In particolare, la difesa regionale ha posto in rilievo come il requisito di ammissibilità non può dirsi soddisfatto dal contesto del ricorso, il quale non contiene alcuna indicazione, neppure sintetica, in ordine alla estraneità della materia/e disciplinata/e dalle disposizioni impugnate dalla sfera di attribuzioni stabilite dallo statuto, né l’evocazione, pur non diffusamente argomentata, dei limiti di competenza in esso fissati.

2.1.‒ Nel merito, quanto alla questione concernente i commi 7 e 8 dell’art. 2 della legge reg. Siciliana n. 17 del 2019, afferma che il rinvio operato dal comma 7 all’accordo di mobilità finalizzato a colmare le carenze di personale risponde alle finalità stesse dell’accordo tra amministrazioni, così come disciplinato in sede statale; ed inoltre pone in evidenza come a fronte di una amministrazione che si fa parte di un accordo per ricollocare personale in eccedenza, debba essercene un’altra con vacanze in organico.

Ad avviso della resistente, dunque, la disposizione in questione «autorizza la conclusione di accordi di mobilità, sia per ricollocare le eccedenze in altre amministrazioni (comma 6), sia per acquisire personale in mobilità da altre amministrazioni (comma 7)».

In particolare, la Regione osserva che a seguito della riduzione complessiva del personale, conseguente alla rimodulazione della pianta organica dell’ente in questione è risultata una carenza di dipendenti con qualifica di operatori e collaboratori che, invece di essere colmata con nuove assunzioni, viene coperta ricorrendo all’accordo di mobilità con invarianza della spesa come previsto dal comma 9 dell’art. 2 della legge reg. Siciliana n. 17 del 2019.

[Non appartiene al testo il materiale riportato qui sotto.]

//! Error types for audiobooker.

use std::time::Duration;
use thiserror::Error;

#[derive(Error, Debug)]
pub enum AudiobookError {
    // Configuration errors
    #[error("Configuration file not found at {path}")]
    ConfigFileNotFound { path: String },

    #[error("Invalid configuration value for {key}: {message}")]
    ConfigInvalidValue { key: String, message: String },

    #[error("Configuration error: {0}")]
    Config(#[from] toml::de::Error),

    // Input errors
    #[error("Failed to open book {path}: {message}")]
    BookOpen { path: String, message: String },

    #[error("Book '{title}' has no chapters with text to narrate")]
    NoChapters { title: String },

    // Backend availability errors
    #[error("TTS backend entered stage {stage}; giving up")]
    BackendFailed { stage: String },

    #[error("TTS backend not running after {}s (last stage: {last_stage})", .waited.as_secs())]
    BackendTimeout { waited: Duration, last_stage: String },

    #[error("TTS backend request failed: {message}")]
    BackendRequest { message: String },

    // Synthesis errors
    #[error("Synthesis of chapter {chapter} failed: {message}")]
    Synthesis { chapter: String, message: String },

    // Assembly errors
    #[error("Assembly tool not found: {tool}")]
    AssemblyToolNotFound { tool: String },

    #[error("Audiobook assembly failed: {message}")]
    Assembly { message: String },

    // General I/O errors
    #[error("I/O error: {0}")]
    Io(#[from] std::io::Error),

    // Generic error for cases not covered above
    #[error("{0}")]
    Other(String),
}

// Type alias for convenience
pub type Result<T> = std::result::Result<T, AudiobookError>;

#[cfg(test)]
mod tests {
    use super::*;
    use std::io;

    #[test]
    fn test_config_file_not_found_display() {
        let error = AudiobookError::ConfigFileNotFound {
            path: "/path/to/config.toml".to_string(),
        };
        assert_eq!(
            error.to_string(),
            "Configuration file not found at /path/to/config.toml"
        );
    }

    #[test]
    fn test_config_invalid_value_display() {
        let error = AudiobookError::ConfigInvalidValue {
            key: "backend.poll_interval_secs".to_string(),
            message: "must be positive".to_string(),
        };
        assert_eq!(
            error.to_string(),
            "Invalid configuration value for backend.poll_interval_secs: must be positive"
        );
    }

    #[test]
    fn test_no_chapters_display() {
        let error = AudiobookError::NoChapters {
            title: "Empty_Book".to_string(),
        };
        assert_eq!(
            error.to_string(),
            "Book 'Empty_Book' has no chapters with text to narrate"
        );
    }

    #[test]
    fn test_backend_failed_names_stage() {
        let error = AudiobookError::BackendFailed {
            stage: "RUNTIME_ERROR".to_string(),
        };
        assert!(error.to_string().contains("RUNTIME_ERROR"));
    }

    #[test]
    fn test_backend_timeout_display() {
        let error = AudiobookError::BackendTimeout {
            waited: Duration::from_secs(600),
            last_stage: "BUILDING".to_string(),
        };
        assert_eq!(
            error.to_string(),
            "TTS backend not running after 600s (last stage: BUILDING)"
        );
    }

    #[test]
    fn test_synthesis_display() {
        let error = AudiobookError::Synthesis {
            chapter: "3 - Ch3.wav".to_string(),
            message: "empty response".to_string(),
        };
        assert_eq!(
            error.to_string(),
            "Synthesis of chapter 3 - Ch3.wav failed: empty response"
        );
    }

    #[test]
    fn test_assembly_tool_not_found_display() {
        let error = AudiobookError::AssemblyToolNotFound {
            tool: "ffmpeg".to_string(),
        };
        assert_eq!(error.to_string(), "Assembly tool not found: ffmpeg");
    }

    #[test]
    fn test_from_io_error() {
        let io_error = io::Error::new(io::ErrorKind::NotFound, "file not found");
        let error: AudiobookError = io_error.into();
        assert!(error.to_string().contains("file not found"));
    }

    #[test]
    fn test_from_toml_error() {
        let toml_error = toml::from_str::<toml::Value>("invalid = toml = syntax").unwrap_err();
        let error: AudiobookError = toml_error.into();
        assert!(error.to_string().contains("Configuration error"));
    }

    #[test]
    fn test_error_source_chain_io() {
        let io_error = io::Error::new(io::ErrorKind::PermissionDenied, "access denied");
        let error: AudiobookError = io_error.into();

        let error_trait: &dyn std::error::Error = &error;
        assert!(error_trait.source().is_some());
    }

    #[test]
    fn test_error_is_send_and_sync() {
        fn assert_send<T: Send>() {}
        fn assert_sync<T: Sync>() {}

        assert_send::<AudiobookError>();
        assert_sync::<AudiobookError>();
    }
}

La disposizione censurata applicherebbe, dunque, l’art. 33, comma 5, del d.lgs. n. 165 del 2001 e non sarebbe in contrasto con esso.

Quanto al comma 8 dell’art. 2 della legge reg. Siciliana impugnata, la difesa regionale osserva altresì che la previsione secondo cui le eccedenze e le carenze di personale scaturenti dalla nuova dotazione organica possono essere regolate attraverso il ricorso all’istituto del distacco, ai sensi dell’art. 62 del CCRL e mutuato dall’art. 30 del decreto legislativo 10 settembre 2003, n. 276 (Attuazione delle deleghe in materia di occupazione e mercato del lavoro, di cui alla legge 14 febbraio 2003, n. 30), si pone in una ottica di risparmio di spesa.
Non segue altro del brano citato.